Twisted quasiperiodic textures of biaxial nematics

TL;DR

This paper develops a systematic approach to classify and visualize complex quasiperiodic textures in biaxial nematic liquid crystals, revealing their geometrical, topological, and optical properties through numerical and Fourier analysis.

Contribution

It introduces a novel method to study biaxial nematic textures, including the derivation and numerical solution of simplified elastic energy models, and identifies quasiperiodic solutions with multiple characteristic periods.

Findings

Identification of quasiperiodic textures with multiple space periods

Visualization of textures revealing geometrical and topological features

Insights into optical properties of biaxial nematic textures

Abstract

Textures (i.e., smooth space non-uniform distributions of the order parameter) in biaxial nematics turned out to be much more difficult and interesting than expected. Scanning the literature we find only a very few publications on this topic.
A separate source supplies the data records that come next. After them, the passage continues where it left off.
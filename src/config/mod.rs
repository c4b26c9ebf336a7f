//! Settings file handling
//!
//! Settings live in `config.yaml` under the user's config directory
//! (`~/.config/devsetup/` on Linux) unless a path is given explicitly.
//! A missing default file means defaults; a missing explicit file is an
//! error.

use std::collections::BTreeMap;
use std::path::{Path, PathBuf};
use std::time::Duration;

use serde::{Deserialize, Serialize};

use crate::catalog::is_valid_package_name;
use crate::error::{DevsetupError, Result, config_invalid, config_parse_failed, file_read_failed};

/// Directory name under the platform config directory
pub const APP_DIR: &str = "devsetup";

pub const SETTINGS_FILE: &str = "config.yaml";
pub const DEFAULT_CATALOG_FILE: &str = "tools.json";
pub const PROFILES_DIR: &str = "profiles";

#[derive(Debug, Clone, PartialEq, Eq, Serialize, Deserialize)]
#[serde(default, deny_unknown_fields)]
pub struct Settings {
    /// Tool catalog path
    pub catalog: Option<PathBuf>,

    pub command_timeout_secs: u64,

    pub probe_timeout_secs: u64,

    /// Privilege-escalation program, `sudo`-compatible
    pub sudo_program: String,

    /// OS package name -> replacement package name(s)
    pub package_overrides: BTreeMap<String, String>,

    pub profiles_dir: Option<PathBuf>,
}

impl Default for Settings {
    fn default() -> Self {
        Self {
            catalog: None,
            command_timeout_secs: 300,
            probe_timeout_secs: 5,
            sudo_program: "sudo".to_string(),
            package_overrides: BTreeMap::new(),
            profiles_dir: None,
        }
    }
}

/// `<config_dir>/devsetup`, if the platform has a config directory
pub fn app_config_dir() -> Option<PathBuf> {
    dirs::config_dir().map(|base| base.join(APP_DIR))
}

impl Settings {
    /// Parse settings from a YAML string
    pub fn from_yaml(yaml: &str) -> Result<Self> {
        let settings: Self = serde_yaml::from_str(yaml)?;
        settings.validate()?;
        Ok(settings)
    }

    /// Load from `path`, or from the default location when `None`.
    pub fn load(path: Option<&Path>) -> Result<Self> {
        let (path, explicit) = match path {
            Some(p) => (p.to_path_buf(), true),
            None => match app_config_dir() {
                Some(dir) => (dir.join(SETTINGS_FILE), false),
                None => return Ok(Self::default()),
            },
        };

        if !path.is_file() {
            if explicit {
                return Err(file_read_failed(path.display().to_string(), "file not found"));
            }
            tracing::debug!(path = %path.display(), "no settings file, using defaults");
            return Ok(Self::default());
        }

        let content = std::fs::read_to_string(&path)
            .map_err(|e| file_read_failed(path.display().to_string(), e.to_string()))?;
        let settings = Self::from_yaml(&content).map_err(|e| match e {
            DevsetupError::ConfigParseFailed { reason, .. } => {
                config_parse_failed(path.display().to_string(), reason)
            }
            other => other,
        })?;
        tracing::debug!(path = %path.display(), "loaded settings");
        Ok(settings)
    }

    fn validate(&self) -> Result<()> {
        if self.command_timeout_secs == 0 || self.probe_timeout_secs == 0 {
            return Err(config_invalid("timeouts must be at least one second"));
        }
        if self.sudo_program.trim().is_empty() {
            return Err(config_invalid("sudo_program must not be empty"));
        }
        for (from, to) in &self.package_overrides {
            let names: Vec<&str> = to.split_whitespace().collect();
            if !is_valid_package_name(from)
                || names.is_empty()
                || !names.iter().all(|n| is_valid_package_name(n))
            {
                return Err(config_invalid(format!(
                    "invalid package override: '{from}' -> '{to}'"
                )));
            }
        }
        Ok(())
    }

    pub fn command_timeout(&self) -> Duration {
        Duration::from_secs(self.command_timeout_secs)
    }

    pub fn probe_timeout(&self) -> Duration {
        Duration::from_secs(self.probe_timeout_secs)
    }

    /// Catalog path: the explicit one, then the settings value, then the default.
    pub fn catalog_path(&self, explicit: Option<&Path>) -> Result<PathBuf> {
        if let Some(path) = explicit.or(self.catalog.as_deref()) {
            return Ok(path.to_path_buf());
        }
        app_config_dir()
            .map(|dir| dir.join(DEFAULT_CATALOG_FILE))
            .ok_or_else(|| config_invalid("could not determine config directory; pass --catalog"))
    }

    pub fn profiles_path(&self) -> Result<PathBuf> {
        if let Some(dir) = &self.profiles_dir {
            return Ok(dir.clone());
        }
        app_config_dir()
            .map(|dir| dir.join(PROFILES_DIR))
            .ok_or_else(|| config_invalid("could not determine config directory; set profiles_dir"))
    }
}

#[cfg(test)]
mod tests {
    use super::*;
    use tempfile::TempDir;

    #[test]
    fn test_defaults() {
        let settings = Settings::default();
        assert_eq!(settings.command_timeout(), Duration::from_secs(300));
        assert_eq!(settings.probe_timeout(), Duration::from_secs(5));
        assert_eq!(settings.sudo_program, "sudo");
    }

    #[test]
    fn test_from_yaml_partial() {
        let settings = Settings::from_yaml(
            "catalog: /opt/tools.yaml\npackage_overrides:\n  docker.io: docker-ce\n",
        )
        .unwrap();
        assert_eq!(settings.catalog, Some(PathBuf::from("/opt/tools.yaml")));
        assert_eq!(settings.package_overrides["docker.io"], "docker-ce");
        assert_eq!(settings.command_timeout_secs, 300);
    }

    #[test]
    fn test_from_yaml_rejects_unknown_field() {
        let result = Settings::from_yaml("catalgo: /x\n");
        assert!(matches!(result, Err(DevsetupError::ConfigParseFailed { .. })));
    }

    #[test]
    fn test_from_yaml_rejects_bad_override() {
        let result = Settings::from_yaml("package_overrides:\n  git: \"git; reboot\"\n");
        assert!(matches!(result, Err(DevsetupError::ConfigInvalid { .. })));
    }

    #[test]
    fn test_from_yaml_rejects_zero_timeout() {
        let result = Settings::from_yaml("command_timeout_secs: 0\n");
        assert!(matches!(result, Err(DevsetupError::ConfigInvalid { .. })));
    }

    #[test]
    fn test_load_explicit_missing_file() {
        let temp = TempDir::new().unwrap();
        let result = Settings::load(Some(&temp.path().join("nope.yaml")));
        assert!(matches!(result, Err(DevsetupError::FileReadFailed { .. })));
    }

    #[test]
    fn test_load_reports_path_on_parse_error() {
        let temp = TempDir::new().unwrap();
        let path = temp.path().join("config.yaml");
        std::fs::write(&path, "command_timeout_secs: [1, 2]\n").unwrap();

        match Settings::load(Some(&path)) {
            Err(DevsetupError::ConfigParseFailed { path: reported, .. }) => {
                assert!(reported.ends_with("config.yaml"));
            }
            other => panic!("expected ConfigParseFailed, got {other:?}"),
        }
    }

    #[test]
    fn test_catalog_path_precedence() {
        let settings = Settings {
            catalog: Some(PathBuf::from("/from/settings.json")),
            ..Settings::default()
        };
        assert_eq!(
            settings.catalog_path(Some(Path::new("/explicit.json"))).unwrap(),
            PathBuf::from("/explicit.json")
        );
        assert_eq!(
            settings.catalog_path(None).unwrap(),
            PathBuf::from("/from/settings.json")
        );
    }
}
Thus, the immediate motivation of the present paper is to develop a systematic procedure to study, classify and visualize possible textures in biaxial nematics. Based on the elastic energy of a biaxial nematic (written in the most simple form that involves the least number of phenomenological parameters) we derive and solve numerically the Lagrange equations of the first kind. It allows one to visualize the solutions and offers a deep insight into their geometrical and topological features. Performing Fourier analysis we find some particular textures possessing two or more characteristic space periods (we term such solutions quasiperiodic ones because the periods are not necessarily commensurate). The problem is not only of intellectual interest but also of relevance to optical characteristics of the liquid-crystalline textures.